## 21.1 Undirected graph components

Sometimes we want to know if there's a path between two given nodes,
but the actual path, if it exists, is of little relevance.
For example, if bad weather brings power cables down, we want to know
for each residential or industrial area if it's connected to a generator.
We don't need the path from the generator to the area:
we only want to know whether it exists, to determine the cut-off areas.

The more general problem is to compute, for a given graph,
its various separate subgraphs of mutually reachable nodes.
The problem is slightly different for undirected and directed graphs,
so let's first look at the former.
Consider the following undirected graph.

<p id="fig-21.1.1"></p>

*[Figure 21.1.1](../33_Figures/Figures_21_1.ipynb#Figure-21.1.1)*

![Image 21_1_components.png](21_1_components.png)

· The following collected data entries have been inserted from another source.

//! Error types for toolchain selection and command construction.

/// Errors that can occur during toolchain operations.
#[derive(Debug, thiserror::Error)]
pub enum ToolchainError {
    /// The selected compiler and linker belong to incompatible families.
    #[error("incompatible toolchain: compiler '{compiler}' cannot be paired with linker '{linker}'")]
    IncompatibleToolchain {
        /// Name of the selected compiler.
        compiler: String,
        /// Name of the selected linker.
        linker: String,
    },

    /// A toolset token did not name a known tool.
    #[error("unknown tool: '{token}'")]
    UnknownTool {
        /// The offending token.
        token: String,
    },
}

/// Result type for toolchain operations.
pub type Result<T> = std::result::Result<T, ToolchainError>;
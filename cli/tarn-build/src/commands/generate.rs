//! `tarn-build generate` — serialize the graph to a build-file format.

use std::path::Path;

use anyhow::{bail, Context, Result};
use tarn_emit::{Generator, MakefileGenerator, NmakeGenerator, VisualStudioGenerator};
use tarn_graph::{assemble, build_context};

use crate::manifest::ProjectManifest;

/// Generate build files for the configured solution.
pub fn run(
    project_dir: &Path,
    manifest: &ProjectManifest,
    format: &str,
    out: Option<&Path>,
) -> Result<()> {
    let config = manifest.to_config()?;
    let ctx = build_context(&config)?;
    let solution = assemble(&ctx, &config, &manifest.modules)?;

    let (generator, default_out): (Box<dyn Generator>, &str) = match format {
        "make" => (Box::new(MakefileGenerator), "Makefile"),
        "nmake" => (Box::new(NmakeGenerator), "Makefile.nmake"),
        "vs" => (Box::new(VisualStudioGenerator), "vs"),
        other => bail!("unknown format `{other}` (expected make, nmake or vs)"),
    };
    let out = match out {
        Some(path) => path.to_path_buf(),
        None => project_dir.join(default_out),
    };
    generator
        .generate(&out, &ctx, &solution)
        .with_context(|| format!("writing {}", out.display()))?;

    println!("Generated {} ({format})", out.display());
    Ok(())
}

#[cfg(test)]
mod tests {
    use super::*;

    const MANIFEST: &str = r#"
[project]
name = "gen-test"

[build]
platform = "linux"
toolset = ["gcc", "ld"]

[[module]]
name = "vm"
source = "src/vm.c"
"#;

    #[test]
    fn generate_writes_a_makefile() {
        let manifest = ProjectManifest::from_str(MANIFEST).unwrap();
        let dir = tempfile::tempdir().unwrap();
        let out = dir.path().join("Makefile");

        run(dir.path(), &manifest, "make", Some(&out)).unwrap();

        let text = std::fs::read_to_string(&out).unwrap();
        assert!(text.contains("all: "));
        assert!(text.contains("CC = gcc"));
    }

    #[test]
    fn generate_vs_writes_solution_directory() {
        let manifest = ProjectManifest::from_str(MANIFEST).unwrap();
        let dir = tempfile::tempdir().unwrap();
        let out = dir.path().join("vs");

        run(dir.path(), &manifest, "vs", Some(&out)).unwrap();
        assert!(out.join("tarn.sln").is_file());
    }

    #[test]
    fn unknown_format_is_rejected() {
        let manifest = ProjectManifest::from_str(MANIFEST).unwrap();
        let dir = tempfile::tempdir().unwrap();
        assert!(run(dir.path(), &manifest, "xcode", None).is_err());
    }
}
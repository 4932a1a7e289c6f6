//! Error types for platform lookup.

/// Errors that can occur while resolving a target platform.
#[derive(Debug, thiserror::Error)]
pub enum PlatformError {
    /// The OS identifier is not in the registry.
    #[error("unknown platform: '{os_id}' (known: {known})")]
    UnknownPlatform {
        /// The identifier that failed to resolve.
        os_id: String,
        /// Comma-separated list of known identifiers.
        known: String,
    },
}

/// Result type for platform operations.
pub type Result<T> = std::result::Result<T, PlatformError>;
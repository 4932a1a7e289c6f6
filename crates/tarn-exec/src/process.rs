//! Process spawning with captured output.
//!
//! The single "run a command" primitive; compile, link and post-build
//! steps all go through it.

use std::io;

use tarn_toolchain::Command;

/// Captured result of one spawned process.
#[derive(Debug, Clone)]
pub struct ProcessOutput {
    /// Whether the process exited with status zero.
    pub success: bool,
    /// Captured standard output.
    pub stdout: String,
    /// Captured standard error.
    pub stderr: String,
}

impl ProcessOutput {
    /// Stderr, falling back to stdout when stderr is empty (cl prints
    /// diagnostics to stdout).
    pub fn diagnostics(&self) -> &str {
        if self.stderr.trim().is_empty() {
            &self.stdout
        } else {
            &self.stderr
        }
    }
}

/// Spawn a command, wait for it, capture its output. No retry, no timeout.
pub fn run_command(command: &Command) -> io::Result<ProcessOutput> {
    let mut proc = std::process::Command::new(&command.program);
    proc.args(&command.args);
    if let Some(cwd) = &command.cwd {
        proc.current_dir(cwd);
    }
    let output = proc.output()?;
    Ok(ProcessOutput {
        success: output.status.success(),
        stdout: String::from_utf8_lossy(&output.stdout).into_owned(),
        stderr: String::from_utf8_lossy(&output.stderr).into_owned(),
    })
}
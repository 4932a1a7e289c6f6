//! The build context: platform plus validated toolchain selection.
//!
//! Constructed once by the caller and threaded explicitly through entity
//! construction, flattening, execution and generation. There is no
//! process-wide mutable toolchain state.

use tarn_platform::TargetPlatform;

use crate::compiler::Compiler;
use crate::error::Result;
use crate::linker::{validate_pair, Linker};
use crate::tool::Tool;

/// Resolved platform and toolchain for one build invocation. Read-only.
#[derive(Debug, Clone)]
pub struct BuildContext {
    /// Target platform conventions.
    pub platform: TargetPlatform,
    /// The active compiler.
    pub compiler: Compiler,
    /// The active linker (family-validated against the compiler).
    pub linker: Linker,
    /// Symbol stripper, if selected.
    pub strip: Option<Tool>,
    /// Embedded tcc, if the self-hosting feature is enabled.
    pub tcc: Option<Tool>,
}

impl BuildContext {
    /// Assemble a context, validating the compiler/linker pairing up front.
    pub fn new(platform: TargetPlatform, compiler: Compiler, linker: Linker) -> Result<Self> {
        validate_pair(&compiler, &linker)?;
        Ok(Self {
            platform,
            compiler,
            linker,
            strip: None,
            tcc: None,
        })
    }

    /// Attach the strip tool.
    pub fn with_strip(mut self, tool: Tool) -> Self {
        self.strip = Some(tool);
        self
    }

    /// Attach the embedded tcc.
    pub fn with_tcc(mut self, tool: Tool) -> Self {
        self.tcc = Some(tool);
        self
    }
}
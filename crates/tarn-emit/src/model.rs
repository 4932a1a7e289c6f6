//! The backend-neutral generation model.
//!
//! Flattens every target once and dedups object rules by output path, so
//! a shared object library produces one rule no matter how many targets
//! reach it. Backends only render; they never re-derive graph structure.

use std::collections::HashSet;
use std::path::{Path, PathBuf};

use tarn_graph::{flatten, PostBuildCommand, Solution};
use tarn_toolchain::{BuildContext, Command, LinkKind};

use crate::error::Result;

/// One object-file rule: output, source, concrete compile command.
#[derive(Debug, Clone)]
pub struct ObjectRule {
    /// Object output path.
    pub output: PathBuf,
    /// Source file.
    pub source: PathBuf,
    /// The full compile command (program + args).
    pub command: Command,
}

/// One top-level target and its link rule.
#[derive(Debug, Clone)]
pub struct TargetRule {
    /// Target name (phony rule / project name).
    pub name: String,
    /// Linked artifact path, absent for plain object groups.
    pub artifact: Option<PathBuf>,
    /// Artifact kind, when linked.
    pub kind: Option<LinkKind>,
    /// Object inputs in first-discovery order.
    pub objects: Vec<PathBuf>,
    /// Pre-built/nested library inputs.
    pub extern_libs: Vec<PathBuf>,
    /// The full link command, when linked.
    pub link_command: Option<Command>,
    /// Post-build actions, in order.
    pub post_build: Vec<PostBuildCommand>,
    /// Names of targets this target depends on.
    pub dep_targets: Vec<String>,
}

/// The complete, deduplicated view a backend renders from.
#[derive(Debug, Clone)]
pub struct GenModel {
    /// Targets in solution registration order.
    pub targets: Vec<TargetRule>,
    /// Object rules in first-discovery order, one per output path.
    pub objects: Vec<ObjectRule>,
    /// Output directories, parents first.
    pub dirs: Vec<PathBuf>,
}

impl GenModel {
    /// The application artifact, when the solution has one.
    pub fn application(&self) -> Option<&TargetRule> {
        self.targets
            .iter()
            .find(|t| t.kind == Some(LinkKind::Application))
    }

    /// Outermost output directories: removing them removes every object
    /// and artifact. Nested dirs fold into their parent, so `clean` rules
    /// stay short wherever the solution is rooted.
    pub fn clean_roots(&self) -> Vec<&Path> {
        let mut roots: Vec<&Path> = Vec::new();
        // `dirs` is sorted, so parents precede their children.
        for dir in &self.dirs {
            if !roots.iter().any(|r| dir.starts_with(r)) {
                roots.push(dir);
            }
        }
        roots
    }
}

/// Build the generation model for a solution.
pub fn build_model(ctx: &BuildContext, solution: &Solution) -> Result<GenModel> {
    // Validate the target graph up front; generation shares the execution
    // backend's cycle rules.
    solution.topological_order()?;

    let mut targets = Vec::new();
    let mut objects: Vec<ObjectRule> = Vec::new();
    let mut seen_objects: HashSet<PathBuf> = HashSet::new();
    let mut dirs: Vec<PathBuf> = Vec::new();
    let mut seen_dirs: HashSet<PathBuf> = HashSet::new();

    for (index, target) in solution.targets().iter().enumerate() {
        let plan = flatten(solution, target.root)?;

        for step in &plan.compile_steps {
            if seen_objects.insert(step.request.output.clone()) {
                objects.push(ObjectRule {
                    output: step.request.output.clone(),
                    source: step.request.source.clone(),
                    command: ctx.compiler.compile_command(&step.request),
                });
            }
        }
        for dir in &plan.dirs {
            if seen_dirs.insert(dir.clone()) {
                dirs.push(dir.clone());
            }
        }

        let entity = solution.entity(target.root)?;
        let post_build = entity
            .link_props()
            .map(|l| l.post_build.clone())
            .unwrap_or_default();

        let dep_targets = solution
            .target_dependencies(index)?
            .into_iter()
            .map(|j| solution.targets()[j].name.clone())
            .collect();

        let (artifact, kind, objects_in, extern_in, link_command) = match &plan.link_step {
            Some(link) => (
                Some(link.request.output.clone()),
                Some(link.request.kind),
                link.request.objects.clone(),
                link.request.extern_libs.clone(),
                Some(ctx.linker.link_command(&link.request)),
            ),
            None => (
                None,
                None,
                plan.compile_steps
                    .iter()
                    .map(|s| s.request.output.clone())
                    .collect(),
                Vec::new(),
                None,
            ),
        };

        targets.push(TargetRule {
            name: target.name.clone(),
            artifact,
            kind,
            objects: objects_in,
            extern_libs: extern_in,
            link_command,
            post_build,
            dep_targets,
        });
    }

    dirs.sort();
    Ok(GenModel {
        targets,
        objects,
        dirs,
    })
}
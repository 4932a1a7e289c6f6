//! Platform suffix conventions and the registry lookup.

use serde::{Deserialize, Serialize};

use crate::error::{PlatformError, Result};

/// Broad OS family a platform belongs to.
///
/// Drives path and command-line conventions that do not vary within a
/// family (slash direction in generated files, archive tooling, etc.).
#[derive(Debug, Clone, Copy, PartialEq, Eq, Serialize, Deserialize)]
#[serde(rename_all = "kebab-case")]
pub enum OsBase {
    /// Linux, the BSDs, Darwin, Solaris-likes, Haiku.
    Unix,
    /// Windows proper and MinGW/Cygwin layered environments.
    Windows,
}

/// Filename conventions for one target operating system.
#[derive(Debug, Clone, PartialEq, Eq, Serialize, Deserialize)]
#[serde(rename_all = "kebab-case")]
pub struct TargetPlatform {
    /// OS identifier (e.g., "linux", "darwin", "windows").
    pub os_id: String,
    /// OS family tag.
    pub base: OsBase,
    /// Object file suffix, including the dot.
    pub obj_suffix: String,
    /// Static library suffix.
    pub static_lib_suffix: String,
    /// Dynamic/shared library suffix.
    pub dll_suffix: String,
    /// Executable suffix (empty on Unix).
    pub exe_suffix: String,
}

impl TargetPlatform {
    fn unix(os_id: &str, dll_suffix: &str) -> Self {
        Self {
            os_id: os_id.to_string(),
            base: OsBase::Unix,
            obj_suffix: ".o".to_string(),
            static_lib_suffix: ".a".to_string(),
            dll_suffix: dll_suffix.to_string(),
            exe_suffix: String::new(),
        }
    }

    fn windows(os_id: &str) -> Self {
        Self {
            os_id: os_id.to_string(),
            base: OsBase::Windows,
            obj_suffix: ".obj".to_string(),
            static_lib_suffix: ".lib".to_string(),
            dll_suffix: ".dll".to_string(),
            exe_suffix: ".exe".to_string(),
        }
    }

    /// Whether this platform uses backslash path separators in generated
    /// build files.
    pub fn uses_backslash_paths(&self) -> bool {
        self.base == OsBase::Windows && self.os_id != "mingw" && self.os_id != "cygwin"
    }
}

/// Known OS identifiers, in registry order.
const KNOWN_OS_IDS: &[&str] = &[
    "linux",
    "darwin",
    "freebsd",
    "netbsd",
    "openbsd",
    "dragonfly",
    "sunos",
    "haiku",
    "windows",
    "mingw",
    "cygwin",
];

/// Resolve an OS identifier to its platform conventions.
///
/// Fails with [`PlatformError::UnknownPlatform`] if the identifier is not
/// in the registry.
pub fn lookup(os_id: &str) -> Result<TargetPlatform> {
    let platform = match os_id {
        "linux" | "freebsd" | "netbsd" | "openbsd" | "dragonfly" | "sunos" | "haiku" => {
            TargetPlatform::unix(os_id, ".so")
        }
        "darwin" => TargetPlatform::unix(os_id, ".dylib"),
        "windows" => TargetPlatform::windows(os_id),
        // MinGW and Cygwin build Windows artifacts with Unix-style tooling.
        "mingw" | "cygwin" => TargetPlatform {
            os_id: os_id.to_string(),
            base: OsBase::Windows,
            obj_suffix: ".o".to_string(),
            static_lib_suffix: ".a".to_string(),
            dll_suffix: ".dll".to_string(),
            exe_suffix: ".exe".to_string(),
        },
        _ => {
            return Err(PlatformError::UnknownPlatform {
                os_id: os_id.to_string(),
                known: KNOWN_OS_IDS.join(", "),
            })
        }
    };
    Ok(platform)
}

#[cfg(test)]
mod tests {
    use super::*;

    #[test]
    fn linux_conventions() {
        let p = lookup("linux").unwrap();
        assert_eq!(p.base, OsBase::Unix);
        assert_eq!(p.obj_suffix, ".o");
        assert_eq!(p.static_lib_suffix, ".a");
        assert_eq!(p.dll_suffix, ".so");
        assert_eq!(p.exe_suffix, "");
        assert!(!p.uses_backslash_paths());
    }

    #[test]
    fn darwin_dylib() {
        let p = lookup("darwin").unwrap();
        assert_eq!(p.base, OsBase::Unix);
        assert_eq!(p.dll_suffix, ".dylib");
    }

    #[test]
    fn windows_conventions() {
        let p = lookup("windows").unwrap();
        assert_eq!(p.base, OsBase::Windows);
        assert_eq!(p.obj_suffix, ".obj");
        assert_eq!(p.static_lib_suffix, ".lib");
        assert_eq!(p.dll_suffix, ".dll");
        assert_eq!(p.exe_suffix, ".exe");
        assert!(p.uses_backslash_paths());
    }

    #[test]
    fn mingw_mixes_families() {
        let p = lookup("mingw").unwrap();
        assert_eq!(p.base, OsBase::Windows);
        assert_eq!(p.obj_suffix, ".o");
        assert_eq!(p.exe_suffix, ".exe");
        assert!(!p.uses_backslash_paths());
    }

    #[test]
    fn unknown_platform_lists_known_ids() {
        let err = lookup("plan9").unwrap_err();
        match err {
            PlatformError::UnknownPlatform { os_id, known } => {
                assert_eq!(os_id, "plan9");
                assert!(known.contains("linux"));
                assert!(known.contains("windows"));
            }
        }
    }
}
//! CLI command implementations.

pub mod build;
pub mod generate;
pub mod plan;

It has three subgraphs of connected nodes.
One subgraph consists of nodes A, B, C and their edges,
another of nodes D and E and their edge, and the third has node F by itself.
Each of these subgraphs is called a **connected component** of the whole graph.

A component of an undirected graph is a largest possible connected subgraph.
For example, edge A–B and its nodes aren't a component:
while they form a connected subgraph, it isn't as large as possible because
we can add node C and edge A–C to get a larger connected subgraph.
There are no further edges for nodes A, B and C, so they (and their edges)
form a component: there's no larger connected subgraph they're part of.

In other words, a connected component of an undirected graph is a largest
set of nodes that are mutually reachable together with all their edges.
For example, if the above graph had edge B–C, the component would be
subgraph A–B–C–A: omitting any of the edges between those nodes
would lead to a subgraph that isn't the largest possible.

### 21.1.1 Problem definition and instances

The general problem we want to solve is:
given an undirected graph and two nodes A and B,
is there a path between them? Are they mutually reachable?
In the power grid example, we want to know if electricity can flow from a generator A to a residential or industrial estate B and back.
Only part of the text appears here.